▶ DIRECTIONS: Where the records below show a line containing "each of them.", start copying; end with the line containing "pub mod validator;", and copy it too.

────────────────────────────────────────

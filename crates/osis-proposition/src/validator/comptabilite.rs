//! Accounting rules: debt certificate, Belgian student status,
//! memberships, and the refund bank account.

use osis_validation::BusinessValidator;

use crate::enums::ChoixTypeCompteBancaire;
use crate::exceptions::PropositionError;
use crate::valeurs::Comptabilite;

fn renseigne(valeur: &Option<String>) -> bool {
    valeur.as_deref().map_or(false, |v| !v.trim().is_empty())
}

/// A candidate who recently attended a French-speaking Community
/// institution must provide a certificate of no debt.
pub struct ShouldAbsenceDeDetteEtreCompletee<'a> {
    pub attestation_absence_dette_etablissement: &'a [String],
    pub a_frequente_recemment_etablissement_communaute_fr: Option<bool>,
}

impl BusinessValidator<PropositionError> for ShouldAbsenceDeDetteEtreCompletee<'_> {
    fn validate(&self) -> Result<(), PropositionError> {
        if self.a_frequente_recemment_etablissement_communaute_fr == Some(true)
            && self.attestation_absence_dette_etablissement.is_empty()
        {
            return Err(PropositionError::AbsenceDeDetteNonCompletee);
        }
        Ok(())
    }
}

/// A non-EU candidate must state an assimilation situation and provide
/// everything that situation requires.
pub struct ShouldAssimilationEtreCompletee<'a> {
    pub pays_nationalite_ue: Option<bool>,
    pub comptabilite: &'a Comptabilite,
}

impl BusinessValidator<PropositionError> for ShouldAssimilationEtreCompletee<'_> {
    fn validate(&self) -> Result<(), PropositionError> {
        if self.pays_nationalite_ue != Some(false) {
            return Ok(());
        }
        let complete = self.comptabilite.type_situation_assimilation.is_some()
            && self
                .comptabilite
                .champs_assimilation_requis()
                .iter()
                .all(|champ| champ.rempli);
        if complete {
            Ok(())
        } else {
            Err(PropositionError::AssimilationNonCompletee)
        }
    }
}

pub struct ShouldAffiliationsEtreCompletees {
    pub etudiant_solidaire: Option<bool>,
}

impl BusinessValidator<PropositionError> for ShouldAffiliationsEtreCompletees {
    fn validate(&self) -> Result<(), PropositionError> {
        match self.etudiant_solidaire {
            Some(_) => Ok(()),
            None => Err(PropositionError::AffiliationsNonCompletees),
        }
    }
}

// ─── Refund bank account ─────────────────────────────────────────────

pub struct ShouldTypeCompteBancaireRemboursementEtreComplete {
    pub type_numero_compte: Option<ChoixTypeCompteBancaire>,
}

impl BusinessValidator<PropositionError> for ShouldTypeCompteBancaireRemboursementEtreComplete {
    fn validate(&self) -> Result<(), PropositionError> {
        match self.type_numero_compte {
            Some(_) => Ok(()),
            None => Err(PropositionError::TypeCompteBancaireRemboursementNonComplete),
        }
    }
}

pub struct ShouldIbanCarteBancaireRemboursementEtreCompletee<'a> {
    pub type_numero_compte: Option<ChoixTypeCompteBancaire>,
    pub numero_compte_iban: &'a Option<String>,
    pub prenom_titulaire_compte: &'a Option<String>,
    pub nom_titulaire_compte: &'a Option<String>,
}

impl BusinessValidator<PropositionError> for ShouldIbanCarteBancaireRemboursementEtreCompletee<'_> {
    fn validate(&self) -> Result<(), PropositionError> {
        if self.type_numero_compte == Some(ChoixTypeCompteBancaire::Iban)
            && !(renseigne(self.numero_compte_iban)
                && renseigne(self.prenom_titulaire_compte)
                && renseigne(self.nom_titulaire_compte))
        {
            return Err(PropositionError::CarteBancaireRemboursementIbanNonComplete);
        }
        Ok(())
    }
}

pub struct ShouldAutreFormatCarteBancaireRemboursementEtreCompletee<'a> {
    pub type_numero_compte: Option<ChoixTypeCompteBancaire>,
    pub numero_compte_autre_format: &'a Option<String>,
    pub code_bic_swift_banque: &'a Option<String>,
    pub prenom_titulaire_compte: &'a Option<String>,
    pub nom_titulaire_compte: &'a Option<String>,
}

impl BusinessValidator<PropositionError>
    for ShouldAutreFormatCarteBancaireRemboursementEtreCompletee<'_>
{
    fn validate(&self) -> Result<(), PropositionError> {
        if self.type_numero_compte == Some(ChoixTypeCompteBancaire::AutreFormat)
            && !(renseigne(self.numero_compte_autre_format)
                && renseigne(self.code_bic_swift_banque)
                && renseigne(self.prenom_titulaire_compte)
                && renseigne(self.nom_titulaire_compte))
        {
            return Err(PropositionError::CarteBancaireRemboursementAutreFormatNonComplete);
        }
        Ok(())
    }
}
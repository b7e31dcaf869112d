//! # osis-proposition: Doctoral Admission Propositions
//!
//! The proposition aggregate, its business rules, and the use cases that
//! drive it.
//!
//! ## Architecture
//!
//! ```text
//! service ──▶ ports (repository, translators, side effects)
//!    │
//!    ▼
//! proposition (aggregate) ──▶ validator (lists) ──▶ exceptions
//!    │
//!    └──▶ osis-checklist (review tabs)
//! ```
//!
//! - [`proposition`] owns the state and its transitions. A rejected
//!   transition leaves it unchanged.
//! - [`validator`] holds single-rule validators and the per-transition
//!   lists composing them. Declaration order is the reporting order.
//! - [`ports`] declares the collaborators the use cases need;
//!   [`in_memory`] implements each of them.
//! - [`service`] loads, decides, saves, then fires side effects.
//!
//! ## Crate Policy
//!
//! - The aggregate performs no I/O and never reads the clock.
//! - Failures are values: no `panic!()` or `.unwrap()` outside tests.
//! - Logging happens in [`service`] only, through `tracing`.

pub mod enums;
pub mod exceptions;
pub mod in_memory;
pub mod ports;
pub mod proposition;
pub mod service;
pub mod valeurs;
pub mod validator;

// ─── Aggregate re-exports ────────────────────────────────────────────

pub use proposition::{
    ContexteApprobationSic, DonneesCompletion, InformationsAcceptation, InformationsAcceptationSic,
    NouvelleProposition, Proposition, Soumission,
};

// ─── Error re-exports ────────────────────────────────────────────────

pub use exceptions::{PropositionError, TransitionError};

// ─── Port re-exports ─────────────────────────────────────────────────

pub use ports::{
    AnneeAcademique, AnneeAcademiqueRepository, DoctoratTranslator, EmplacementsDocumentsTranslator,
    Evenement, Historique, Notification, PdfGeneration, PortError, ProfilCandidatTranslator,
    PropositionRepository, TitreAccesSelectionnableRepository,
};

// ─── Service re-exports ──────────────────────────────────────────────

pub use service::{
    echeance_reclamation_documents, Collaborateurs, InitierPropositionCommand, PropositionService,
    ReclamerDocumentsCommand, ServiceError, SoumettrePropositionCommand,
    SpecifierConditionAccesCommand,
};
//! Validator primitives.

/// A business exception: a human-readable message (via `Display`) plus a
/// stable machine-checkable code such as `"PROPOSITION-57"`.
pub trait BusinessException: std::error::Error {
    /// Stable code identifying the kind of violation.
    fn status_code(&self) -> &'static str;
}

/// A single-purpose business rule.
///
/// Implementors hold the exact inputs the rule needs and nothing else.
/// `validate` is pure: it never mutates anything and may be called any
/// number of times with the same outcome.
pub trait BusinessValidator<E> {
    /// Check the rule, returning the one exception that describes the
    /// violation.
    fn validate(&self) -> Result<(), E>;
}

────────────────────────────────────────

▶ ANSWER BOX:
//!   [`in_memory`] implements each of them.
//! - [`service`] loads, decides, saves, then fires side effects.
//!
//! ## Crate Policy
//!
//! - The aggregate performs no I/O and never reads the clock.
//! - Failures are values: no `panic!()` or `.unwrap()` outside tests.
//! - Logging happens in [`service`] only, through `tracing`.

pub mod enums;
pub mod exceptions;
pub mod in_memory;
pub mod ports;
pub mod proposition;
pub mod service;
pub mod valeurs;
pub mod validator;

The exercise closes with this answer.